* **Work to complete**
From the listing below, pick out each line with the word "StorageUnavailable".

* **Exercise data**
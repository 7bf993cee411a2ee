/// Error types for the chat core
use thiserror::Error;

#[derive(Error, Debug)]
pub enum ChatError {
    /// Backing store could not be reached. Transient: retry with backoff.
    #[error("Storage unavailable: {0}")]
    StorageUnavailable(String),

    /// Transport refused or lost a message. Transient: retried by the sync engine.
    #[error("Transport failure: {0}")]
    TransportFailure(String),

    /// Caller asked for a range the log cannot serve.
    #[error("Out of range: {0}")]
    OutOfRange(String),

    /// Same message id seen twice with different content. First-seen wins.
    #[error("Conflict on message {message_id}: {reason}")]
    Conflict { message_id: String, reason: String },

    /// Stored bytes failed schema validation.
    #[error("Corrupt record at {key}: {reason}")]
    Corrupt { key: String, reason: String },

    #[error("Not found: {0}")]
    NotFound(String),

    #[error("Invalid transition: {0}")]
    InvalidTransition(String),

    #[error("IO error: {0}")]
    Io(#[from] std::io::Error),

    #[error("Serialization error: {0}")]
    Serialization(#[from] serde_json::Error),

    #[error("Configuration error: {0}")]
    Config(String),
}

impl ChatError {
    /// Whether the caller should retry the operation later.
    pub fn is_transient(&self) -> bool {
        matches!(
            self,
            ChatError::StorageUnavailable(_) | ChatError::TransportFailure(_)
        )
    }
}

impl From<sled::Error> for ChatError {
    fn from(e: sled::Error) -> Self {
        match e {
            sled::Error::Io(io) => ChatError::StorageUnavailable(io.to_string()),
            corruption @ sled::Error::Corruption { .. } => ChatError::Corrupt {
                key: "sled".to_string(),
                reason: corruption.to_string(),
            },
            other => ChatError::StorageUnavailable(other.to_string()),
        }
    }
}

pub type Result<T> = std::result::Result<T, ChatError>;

* **Exercise output**
    StorageUnavailable(String),
            ChatError::StorageUnavailable(_) | ChatError::TransportFailure(_)
            sled::Error::Io(io) => ChatError::StorageUnavailable(io.to_string()),
            other => ChatError::StorageUnavailable(other.to_string()),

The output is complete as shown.